Of course, this advice is not sanctioned by a physician or Med Help , and of course I would go to a medical doctor and consult three astrologers before paying any attention to it.
I don`t know if the OP was joking but I wasn`t...
We have a new family physician and he suggested the medical glue when my son came in with a scalp injury that was not very deep but a fairly long cut. He wanted to spare him the extra pain of the needles and stitches.
It was the first time I heard of this method but it has apparently been around for a while in some countries. It is not household glue but a sterilized version of it. That glue does not get applied AFTER the wound is healed but right away. It gets applied to the wound edges only and only takes a few seconds to keep the wound closed. The physician explained it to me - but then we couldn`t get the glue anyway...
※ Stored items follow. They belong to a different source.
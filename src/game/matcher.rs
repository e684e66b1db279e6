//! Match Detection
//!
//! Pure scans over a grid snapshot. Rows are scanned before columns, so the
//! output order is deterministic for a given grid.

use std::collections::BTreeSet;

use serde::{Serialize, Deserialize};

use crate::game::grid::{Grid, Position};
use crate::game::token::Token;

/// Minimum run length that counts as a match.
pub const MIN_RUN: usize = 3;

/// Direction of a run.
#[derive(Clone, Copy, Debug, PartialEq, Eq, Hash, Serialize, Deserialize)]
pub enum Orientation {
    /// Consecutive columns of one row
    Horizontal,
    /// Consecutive rows of one column
    Vertical,
}

/// A maximal run of at least [`MIN_RUN`] identical tokens.
#[derive(Clone, Debug, PartialEq, Eq, Hash, Serialize, Deserialize)]
pub struct MatchRun {
    /// Shared color
    pub token: Token,
    /// Row or column run
    pub orientation: Orientation,
    /// Positions in scan order (left to right, or top to bottom)
    pub positions: Vec<Position>,
}

impl MatchRun {
    /// Number of cells in the run.
    #[inline]
    pub fn len(&self) -> usize {
        self.positions.len()
    }

    /// Runs are never empty; provided for clippy's `len_without_is_empty`.
    #[inline]
    pub fn is_empty(&self) -> bool {
        self.positions.is_empty()
    }
}

/// Find every maximal run on the board.
///
/// Each line is scanned greedily: once three equal non-Empty cells are seen
/// the run is extended as far as it goes and scanning resumes right after it.
/// A run of 4 or 5 is therefore reported once, never as overlapping 3-runs.
/// A cell may still appear in one horizontal and one vertical run.
pub fn find_matches(grid: &Grid) -> Vec<MatchRun> {
    let w = grid.width();
    let mut runs = Vec::new();

    for row in 0..w {
        scan_line(w, |col| grid.at(row, col), |col| row * w + col, Orientation::Horizontal, &mut runs);
    }
    for col in 0..w {
        scan_line(w, |row| grid.at(row, col), |row| row * w + col, Orientation::Vertical, &mut runs);
    }

    runs
}

fn scan_line<T, P>(
    len: usize,
    token_at: T,
    position_at: P,
    orientation: Orientation,
    runs: &mut Vec<MatchRun>,
) where
    T: Fn(usize) -> Token,
    P: Fn(usize) -> Position,
{
    let mut i = 0;
    while i + MIN_RUN <= len {
        let token = token_at(i);
        if token.is_empty() || token_at(i + 1) != token || token_at(i + 2) != token {
            i += 1;
            continue;
        }

        let mut end = i + MIN_RUN;
        while end < len && token_at(end) == token {
            end += 1;
        }

        runs.push(MatchRun {
            token,
            orientation,
            positions: (i..end).map(&position_at).collect(),
        });
        i = end;
    }
}

/// Whether the board contains at least one run.
pub fn has_match(grid: &Grid) -> bool {
    (0..grid.len()).any(|pos| completes_run(grid, pos))
}

/// Whether the token at `pos` is part of a horizontal or vertical run.
pub fn completes_run(grid: &Grid, pos: Position) -> bool {
    let w = grid.width();
    if !grid.in_bounds(pos) {
        return false;
    }
    let (row, col) = (grid.row_of(pos), grid.col_of(pos));
    let token = grid.at(row, col);
    if token.is_empty() {
        return false;
    }

    let extent = |dr: isize, dc: isize| -> usize {
        let mut n = 0;
        let (mut r, mut c) = (row as isize + dr, col as isize + dc);
        while r >= 0 && c >= 0 && (r as usize) < w && (c as usize) < w && grid.at(r as usize, c as usize) == token {
            n += 1;
            r += dr;
            c += dc;
        }
        n
    };

    1 + extent(0, -1) + extent(0, 1) >= MIN_RUN || 1 + extent(-1, 0) + extent(1, 0) >= MIN_RUN
}

/// Distinct positions covered by `runs`, in ascending order.
pub fn positions_in(runs: &[MatchRun]) -> BTreeSet<Position> {
    runs.iter().flat_map(|r| r.positions.iter().copied()).collect()
}

/// Total cells across `runs`, counting a crossing cell once per run.
pub fn total_run_length(runs: &[MatchRun]) -> usize {
    runs.iter().map(MatchRun::len).sum()
}

/// Every adjacent swap that would create at least one run.
///
/// Each pair is listed once as `(a, b)` with `b` right of or below `a`.
pub fn find_valid_moves(grid: &Grid) -> Vec<(Position, Position)> {
    let w = grid.width();
    let mut moves = Vec::new();
    let mut scratch = grid.clone();

    for pos in 0..grid.len() {
        let (row, col) = (grid.row_of(pos), grid.col_of(pos));
        let neighbours = [
            (col + 1 < w).then(|| pos + 1),
            (row + 1 < w).then(|| pos + w),
        ];
        for other in neighbours.into_iter().flatten() {
            if grid.cells()[pos] == grid.cells()[other] {
                continue;
            }
            scratch.cells_swap(pos, other);
            if completes_run(&scratch, pos) || completes_run(&scratch, other) {
                moves.push((pos, other));
            }
            scratch.cells_swap(pos, other);
        }
    }

    moves
}

/// Whether any adjacent swap would create a run.
pub fn has_valid_move(grid: &Grid) -> bool {
    !find_valid_moves(grid).is_empty()
}

// =============================================================================
// TESTS
// =============================================================================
I read later though that it is not good if the glue ends up IN the wound rather than only on the edges. So in hindsight I am not sure if it is the best choice to use it.
It is exactly the same glue. No difference.
The glue is sometimes used to fasten an elastomeric strip across the gap, much in the way of a butterly bandage, with the glue applied to both ends of the strip on clean skin.
The problem is, if there is a laceration, and the edges are not cleanly cut and precisely aligned, there will be a scar.
I have used this glue for veterinary purposes, with good success.